== Extracted information ==
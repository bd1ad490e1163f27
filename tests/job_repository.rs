mod common;

use cronforge_core::domain::{Job, JobType};
use cronforge_core::pagination::PaginationParams;
use cronforge_core::repository::JobFilter;

use common::TestHarness;

fn sample_job(name: &str) -> Job {
    Job::builder()
        .name(name)
        .cron_expression("*/5 * * * *")
        .build()
}

#[tokio::test]
async fn create_then_find_by_id_round_trips() {
    let harness = TestHarness::new().await;
    let created = harness.jobs.create(sample_job("nightly-report")).await.unwrap();

    assert_eq!(created.name, "nightly-report");
    assert!(created.next_run_at.is_some(), "active job gets a next_run_at on create");

    let found = harness.jobs.find_by_id(created.id).await.unwrap();
    assert_eq!(found.unwrap().id, created.id);
}

#[tokio::test]
async fn inactive_job_has_no_next_run_at() {
    let harness = TestHarness::new().await;
    let job = Job::builder()
        .name("paused-job")
        .cron_expression("0 0 * * *")
        .is_active(false)
        .build();

    let created = harness.jobs.create(job).await.unwrap();
    assert!(created.next_run_at.is_none());
}

#[tokio::test]
async fn update_recomputes_next_run_at_only_when_cron_or_activation_changes() {
    let harness = TestHarness::new().await;
    let created = harness.jobs.create(sample_job("recompute-me")).await.unwrap();
    let original_next_run = created.next_run_at;

    // Renaming alone should not touch next_run_at.
    let renamed = harness
        .jobs
        .update(
            created.id,
            cronforge_core::repository::JobPatch {
                name: Some("renamed".into()),
                ..Default::default()
            },
        )
        .await
        .unwrap()
        .unwrap();
    assert_eq!(renamed.next_run_at, original_next_run);

    // Deactivating clears it.
    let deactivated = harness
        .jobs
        .update(
            created.id,
            cronforge_core::repository::JobPatch {
                is_active: Some(false),
                ..Default::default()
            },
        )
        .await
        .unwrap()
        .unwrap();
    assert!(deactivated.next_run_at.is_none());

    // Reactivating recomputes it.
    let reactivated = harness
        .jobs
        .update(
            created.id,
            cronforge_core::repository::JobPatch {
                is_active: Some(true),
                ..Default::default()
            },
        )
        .await
        .unwrap()
        .unwrap();
    assert!(reactivated.next_run_at.is_some());
}

#[tokio::test]
async fn delete_cascades_to_executions() {
    let harness = TestHarness::new().await;
    let created = harness.jobs.create(sample_job("cascade-me")).await.unwrap();
    harness.executions.start(created.id).await.unwrap();
    harness.executions.start(created.id).await.unwrap();

    harness.jobs.delete(created.id).await.unwrap();

    let pagination = PaginationParams { page: None, limit: None }.validate().unwrap();
    let (rows, total) = harness.executions.find_for_job(created.id, pagination).await.unwrap();
    assert_eq!(total, 0);
    assert!(rows.is_empty());
}

#[tokio::test]
async fn find_all_filters_by_is_active_job_type_and_tags() {
    let harness = TestHarness::new().await;

    let active_recurring = Job::builder()
        .name("active-recurring")
        .cron_expression("*/10 * * * *")
        .job_type(JobType::Recurring)
        .tags(vec!["billing".to_string()])
        .build();
    harness.jobs.create(active_recurring).await.unwrap();

    let inactive = Job::builder()
        .name("inactive-one")
        .cron_expression("0 12 * * *")
        .is_active(false)
        .build();
    harness.jobs.create(inactive).await.unwrap();

    let pagination = PaginationParams { page: None, limit: None }.validate().unwrap();

    let filter = JobFilter { is_active: Some(true), ..Default::default() };
    let (rows, total) = harness.jobs.find_all(pagination, &filter).await.unwrap();
    assert_eq!(total, 1);
    assert_eq!(rows[0].name, "active-recurring");

    let filter = JobFilter { tags: vec!["billing".to_string()], ..Default::default() };
    let (rows, total) = harness.jobs.find_all(pagination, &filter).await.unwrap();
    assert_eq!(total, 1);
    assert_eq!(rows[0].name, "active-recurring");

    let filter = JobFilter { job_type: Some(JobType::Scheduled), ..Default::default() };
    let (_, total) = harness.jobs.find_all(pagination, &filter).await.unwrap();
    assert_eq!(total, 1, "the inactive job defaults to JobType::Scheduled");
}

#[tokio::test]
async fn update_job_stats_keeps_counters_coherent_under_concurrent_completions() {
    let harness = TestHarness::new().await;
    let created = harness.jobs.create(sample_job("hammered-job")).await.unwrap();

    let mut handles = Vec::new();
    for i in 0..10 {
        let repo = std::sync::Arc::clone(&harness.jobs);
        let id = created.id;
        handles.push(tokio::spawn(async move {
            repo.update_job_stats(id, i % 2 == 0).await.unwrap();
        }));
    }
    for handle in handles {
        handle.await.unwrap();
    }

    let reloaded = harness.jobs.find_by_id(created.id).await.unwrap().unwrap();
    assert_eq!(reloaded.total_runs, 10);
    assert_eq!(reloaded.successful_runs + reloaded.failed_runs, 10);
    assert_eq!(reloaded.successful_runs, 5);
}

#[tokio::test]
async fn count_by_job_type_groups_every_row() {
    let harness = TestHarness::new().await;
    harness.jobs.create(sample_job("a")).await.unwrap();
    harness
        .jobs
        .create(
            Job::builder()
                .name("b")
                .cron_expression("* * * * *")
                .job_type(JobType::Immediate)
                .build(),
        )
        .await
        .unwrap();

    let counts = harness.jobs.count_by_job_type().await.unwrap();
    let total: i64 = counts.iter().map(|(_, n)| n).sum();
    assert_eq!(total, 2);
    assert_eq!(harness.jobs.count_total().await.unwrap(), 2);
    assert_eq!(harness.jobs.count_active().await.unwrap(), 2);
}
===
Please return all of the entries shown above, exactly as they stand.

repository bd1ad490e1163f27
filename tests/job_repository.rs
mod common;

use cronforge_core::domain::{Job, JobType};
use cronforge_core::pagination::PaginationParams;
use cronforge_core::repository::JobFilter;

use common::TestHarness;

fn sample_job(name: &str) -> Job {
    Job::builder()
        .name(name)
        .cron_expression("*/5 * * * *")
        .build()
}

#[tokio::test]
async fn create_then_find_by_id_round_trips() {
    let harness = TestHarness::new().await;
    let created = harness.jobs.create(sample_job("nightly-report")).await.unwrap();

    assert_eq!(created.name, "nightly-report");
    assert!(created.next_run_at.is_some(), "active job gets a next_run_at on create");

    let found = harness.jobs.find_by_id(created.id).await.unwrap();
    assert_eq!(found.unwrap().id, created.id);
}

#[tokio::test]
async fn inactive_job_has_no_next_run_at() {
    let harness = TestHarness::new().await;
    let job = Job::builder()
        .name("paused-job")
        .cron_expression("0 0 * * *")
        .is_active(false)
        .build();

    let created = harness.jobs.create(job).await.unwrap();
    assert!(created.next_run_at.is_none());
}

#[tokio::test]
async fn update_recomputes_next_run_at_only_when_cron_or_activation_changes() {
    let harness = TestHarness::new().await;
    let created = harness.jobs.create(sample_job("recompute-me")).await.unwrap();
    let original_next_run = created.next_run_at;

    // Renaming alone should not touch next_run_at.
    let renamed = harness
        .jobs
        .update(
            created.id,
            cronforge_core::repository::JobPatch {
                name: Some("renamed".into()),
                ..Default::default()
            },
        )
        .await
        .unwrap()
        .unwrap();
    assert_eq!(renamed.next_run_at, original_next_run);

    // Deactivating clears it.
    let deactivated = harness
        .jobs
        .update(
            created.id,
            cronforge_core::repository::JobPatch {
                is_active: Some(false),
                ..Default::default()
            },
        )
        .await
        .unwrap()
        .unwrap();
    assert!(deactivated.next_run_at.is_none());

    // Reactivating recomputes it.
    let reactivated = harness
        .jobs
        .update(
            created.id,
            cronforge_core::repository::JobPatch {
                is_active: Some(true),
                ..Default::default()
            },
        )
        .await
        .unwrap()
        .unwrap();
    assert!(reactivated.next_run_at.is_some());
}

#[tokio::test]
async fn delete_cascades_to_executions() {
    let harness = TestHarness::new().await;
    let created = harness.jobs.create(sample_job("cascade-me")).await.unwrap();
    harness.executions.start(created.id).await.unwrap();
    harness.executions.start(created.id).await.unwrap();

    harness.jobs.delete(created.id).await.unwrap();

    let pagination = PaginationParams { page: None, limit: None }.validate().unwrap();
    let (rows, total) = harness.executions.find_for_job(created.id, pagination).await.unwrap();
    assert_eq!(total, 0);
    assert!(rows.is_empty());
}

#[tokio::test]
async fn find_all_filters_by_is_active_job_type_and_tags() {
    let harness = TestHarness::new().await;

    let active_recurring = Job::builder()
        .name("active-recurring")
        .cron_expression("*/10 * * * *")
        .job_type(JobType::Recurring)
        .tags(vec!["billing".to_string()])
        .build();
    harness.jobs.create(active_recurring).await.unwrap();

    let inactive = Job::builder()
        .name("inactive-one")
        .cron_expression("0 12 * * *")
        .is_active(false)
        .build();
    harness.jobs.create(inactive).await.unwrap();

    let pagination = PaginationParams { page: None, limit: None }.validate().unwrap();

    let filter = JobFilter { is_active: Some(true), ..Default::default() };
    let (rows, total) = harness.jobs.find_all(pagination, &filter).await.unwrap();
    assert_eq!(total, 1);
    assert_eq!(rows[0].name, "active-recurring");

    let filter = JobFilter { tags: vec!["billing".to_string()], ..Default::default() };
    let (rows, total) = harness.jobs.find_all(pagination, &filter).await.unwrap();
    assert_eq!(total, 1);
    assert_eq!(rows[0].name, "active-recurring");

    let filter = JobFilter { job_type: Some(JobType::Scheduled), ..Default::default() };
    let (_, total) = harness.jobs.find_all(pagination, &filter).await.unwrap();
    assert_eq!(total, 1, "the inactive job defaults to JobType::Scheduled");
}

#[tokio::test]
async fn update_job_stats_keeps_counters_coherent_under_concurrent_completions() {
    let harness = TestHarness::new().await;
    let created = harness.jobs.create(sample_job("hammered-job")).await.unwrap();

    let mut handles = Vec::new();
    for i in 0..10 {
        let repo = std::sync::Arc::clone(&harness.jobs);
        let id = created.id;
        handles.push(tokio::spawn(async move {
            repo.update_job_stats(id, i % 2 == 0).await.unwrap();
        }));
    }
    for handle in handles {
        handle.await.unwrap();
    }

    let reloaded = harness.jobs.find_by_id(created.id).await.unwrap().unwrap();
    assert_eq!(reloaded.total_runs, 10);
    assert_eq!(reloaded.successful_runs + reloaded.failed_runs, 10);
    assert_eq!(reloaded.successful_runs, 5);
}

#[tokio::test]
async fn count_by_job_type_groups_every_row() {
    let harness = TestHarness::new().await;
    harness.jobs.create(sample_job("a")).await.unwrap();
    harness
        .jobs
        .create(
            Job::builder()
                .name("b")
                .cron_expression("* * * * *")
                .job_type(JobType::Immediate)
                .build(),
        )
        .await
        .unwrap();

    let counts = harness.jobs.count_by_job_type().await.unwrap();
    let total: i64 = counts.iter().map(|(_, n)| n).sum();
    assert_eq!(total, 2);
    assert_eq!(harness.jobs.count_total().await.unwrap(), 2);
    assert_eq!(harness.jobs.count_active().await.unwrap(), 2);
}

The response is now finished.